### DATA FOR THE TASK:
--------------------------------
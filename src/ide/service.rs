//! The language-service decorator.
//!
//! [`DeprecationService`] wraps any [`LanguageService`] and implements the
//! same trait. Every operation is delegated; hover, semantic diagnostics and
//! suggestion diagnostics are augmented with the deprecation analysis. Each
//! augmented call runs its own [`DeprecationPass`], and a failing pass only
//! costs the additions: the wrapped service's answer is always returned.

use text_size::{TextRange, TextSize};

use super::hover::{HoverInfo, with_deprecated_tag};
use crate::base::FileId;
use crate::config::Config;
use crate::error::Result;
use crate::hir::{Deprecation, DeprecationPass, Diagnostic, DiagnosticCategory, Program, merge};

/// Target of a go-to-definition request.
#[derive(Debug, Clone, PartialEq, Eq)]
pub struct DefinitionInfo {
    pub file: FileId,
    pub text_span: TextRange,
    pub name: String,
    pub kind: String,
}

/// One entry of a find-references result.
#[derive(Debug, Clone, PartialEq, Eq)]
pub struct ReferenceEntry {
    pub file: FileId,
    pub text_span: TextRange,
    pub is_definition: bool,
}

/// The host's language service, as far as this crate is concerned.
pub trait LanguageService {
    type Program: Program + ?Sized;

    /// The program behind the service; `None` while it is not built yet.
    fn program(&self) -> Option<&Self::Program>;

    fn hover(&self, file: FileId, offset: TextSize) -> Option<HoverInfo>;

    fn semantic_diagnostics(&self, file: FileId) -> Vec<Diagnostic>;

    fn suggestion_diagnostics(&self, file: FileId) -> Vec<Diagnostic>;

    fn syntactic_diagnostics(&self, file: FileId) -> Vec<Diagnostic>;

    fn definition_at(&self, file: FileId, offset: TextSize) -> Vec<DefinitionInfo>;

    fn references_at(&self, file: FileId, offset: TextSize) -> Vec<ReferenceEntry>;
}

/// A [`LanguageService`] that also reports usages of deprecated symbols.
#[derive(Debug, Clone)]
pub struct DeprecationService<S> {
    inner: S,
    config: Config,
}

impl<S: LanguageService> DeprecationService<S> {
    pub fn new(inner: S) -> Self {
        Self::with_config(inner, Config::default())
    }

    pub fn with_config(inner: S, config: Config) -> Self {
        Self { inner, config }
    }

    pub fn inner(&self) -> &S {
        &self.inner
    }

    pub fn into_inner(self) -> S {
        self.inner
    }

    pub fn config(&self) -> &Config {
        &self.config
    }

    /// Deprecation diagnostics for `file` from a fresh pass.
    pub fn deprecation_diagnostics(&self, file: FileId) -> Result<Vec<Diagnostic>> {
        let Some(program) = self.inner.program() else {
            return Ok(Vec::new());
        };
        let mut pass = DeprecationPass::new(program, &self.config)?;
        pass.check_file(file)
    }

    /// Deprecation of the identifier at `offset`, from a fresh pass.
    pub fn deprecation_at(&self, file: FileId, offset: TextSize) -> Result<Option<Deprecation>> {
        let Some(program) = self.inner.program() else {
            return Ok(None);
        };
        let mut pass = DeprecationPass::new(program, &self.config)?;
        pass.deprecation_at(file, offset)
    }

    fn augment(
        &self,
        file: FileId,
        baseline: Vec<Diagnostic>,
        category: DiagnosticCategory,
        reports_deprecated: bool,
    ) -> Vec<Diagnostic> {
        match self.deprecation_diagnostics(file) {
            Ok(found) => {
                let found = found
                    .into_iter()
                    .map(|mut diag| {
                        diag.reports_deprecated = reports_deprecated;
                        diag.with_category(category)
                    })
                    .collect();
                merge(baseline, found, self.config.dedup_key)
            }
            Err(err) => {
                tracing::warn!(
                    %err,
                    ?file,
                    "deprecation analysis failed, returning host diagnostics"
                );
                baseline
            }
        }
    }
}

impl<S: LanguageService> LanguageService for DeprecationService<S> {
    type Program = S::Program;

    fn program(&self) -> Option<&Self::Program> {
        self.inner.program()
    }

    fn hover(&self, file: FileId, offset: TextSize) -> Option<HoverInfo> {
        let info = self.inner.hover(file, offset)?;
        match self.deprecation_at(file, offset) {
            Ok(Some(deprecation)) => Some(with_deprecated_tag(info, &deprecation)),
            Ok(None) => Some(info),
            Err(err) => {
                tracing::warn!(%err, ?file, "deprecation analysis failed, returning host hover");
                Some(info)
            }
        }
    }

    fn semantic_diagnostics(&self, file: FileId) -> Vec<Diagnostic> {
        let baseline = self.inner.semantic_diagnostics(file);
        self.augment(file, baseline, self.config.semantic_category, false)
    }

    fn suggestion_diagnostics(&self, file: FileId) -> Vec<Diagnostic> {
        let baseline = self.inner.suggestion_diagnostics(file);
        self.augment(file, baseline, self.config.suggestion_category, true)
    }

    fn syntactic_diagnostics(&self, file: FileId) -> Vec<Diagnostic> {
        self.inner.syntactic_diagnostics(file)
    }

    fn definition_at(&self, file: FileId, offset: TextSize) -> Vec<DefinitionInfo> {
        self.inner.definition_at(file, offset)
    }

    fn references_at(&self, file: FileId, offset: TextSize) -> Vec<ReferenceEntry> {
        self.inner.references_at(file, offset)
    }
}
--------------------------------
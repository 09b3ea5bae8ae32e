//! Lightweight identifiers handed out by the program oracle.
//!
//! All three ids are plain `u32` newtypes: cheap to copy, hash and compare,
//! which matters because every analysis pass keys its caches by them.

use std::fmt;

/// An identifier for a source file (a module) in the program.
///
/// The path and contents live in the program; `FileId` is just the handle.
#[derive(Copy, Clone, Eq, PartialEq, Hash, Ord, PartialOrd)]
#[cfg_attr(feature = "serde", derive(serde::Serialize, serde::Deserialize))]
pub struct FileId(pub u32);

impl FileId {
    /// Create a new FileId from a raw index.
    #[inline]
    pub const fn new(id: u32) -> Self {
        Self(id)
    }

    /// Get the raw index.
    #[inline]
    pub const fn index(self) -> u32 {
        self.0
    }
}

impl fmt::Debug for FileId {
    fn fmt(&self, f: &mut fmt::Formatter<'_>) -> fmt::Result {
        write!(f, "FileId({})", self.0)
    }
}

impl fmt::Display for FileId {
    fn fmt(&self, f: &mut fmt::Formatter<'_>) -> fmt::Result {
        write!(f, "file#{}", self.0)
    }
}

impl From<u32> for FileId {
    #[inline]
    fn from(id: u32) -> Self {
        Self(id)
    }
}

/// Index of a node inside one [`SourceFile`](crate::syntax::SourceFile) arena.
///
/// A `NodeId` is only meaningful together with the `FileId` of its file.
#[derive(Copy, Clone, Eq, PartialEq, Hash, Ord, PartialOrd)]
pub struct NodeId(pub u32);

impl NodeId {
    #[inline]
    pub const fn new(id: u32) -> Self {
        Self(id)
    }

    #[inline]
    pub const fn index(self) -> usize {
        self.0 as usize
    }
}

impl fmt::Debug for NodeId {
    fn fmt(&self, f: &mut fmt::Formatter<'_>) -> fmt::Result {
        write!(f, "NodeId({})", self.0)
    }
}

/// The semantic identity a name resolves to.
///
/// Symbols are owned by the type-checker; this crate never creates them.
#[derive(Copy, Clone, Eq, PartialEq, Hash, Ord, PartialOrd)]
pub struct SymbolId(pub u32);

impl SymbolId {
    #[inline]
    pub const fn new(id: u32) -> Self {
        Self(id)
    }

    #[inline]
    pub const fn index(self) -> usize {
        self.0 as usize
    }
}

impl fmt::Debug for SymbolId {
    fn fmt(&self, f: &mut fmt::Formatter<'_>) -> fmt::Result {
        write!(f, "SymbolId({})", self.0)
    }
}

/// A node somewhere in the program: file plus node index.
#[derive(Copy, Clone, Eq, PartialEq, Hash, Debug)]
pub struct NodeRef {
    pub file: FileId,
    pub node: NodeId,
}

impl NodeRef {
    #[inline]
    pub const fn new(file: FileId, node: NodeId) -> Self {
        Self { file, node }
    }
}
--------------------------------
### YOUR INSTRUCTIONS:
From the line that has "impl<S: LanguageService> DeprecationService<S>" through the line that has "let found = found", copy every line exactly as it appears above, and leave out all others.

### TASK SOLUTION:
impl<S: LanguageService> DeprecationService<S> {
    pub fn new(inner: S) -> Self {
        Self::with_config(inner, Config::default())
    }

    pub fn with_config(inner: S, config: Config) -> Self {
        Self { inner, config }
    }

    pub fn inner(&self) -> &S {
        &self.inner
    }

    pub fn into_inner(self) -> S {
        self.inner
    }

    pub fn config(&self) -> &Config {
        &self.config
    }

    /// Deprecation diagnostics for `file` from a fresh pass.
    pub fn deprecation_diagnostics(&self, file: FileId) -> Result<Vec<Diagnostic>> {
        let Some(program) = self.inner.program() else {
            return Ok(Vec::new());
        };
        let mut pass = DeprecationPass::new(program, &self.config)?;
        pass.check_file(file)
    }

    /// Deprecation of the identifier at `offset`, from a fresh pass.
    pub fn deprecation_at(&self, file: FileId, offset: TextSize) -> Result<Option<Deprecation>> {
        let Some(program) = self.inner.program() else {
            return Ok(None);
        };
        let mut pass = DeprecationPass::new(program, &self.config)?;
        pass.deprecation_at(file, offset)
    }

    fn augment(
        &self,
        file: FileId,
        baseline: Vec<Diagnostic>,
        category: DiagnosticCategory,
        reports_deprecated: bool,
    ) -> Vec<Diagnostic> {
        match self.deprecation_diagnostics(file) {
            Ok(found) => {
                let found = found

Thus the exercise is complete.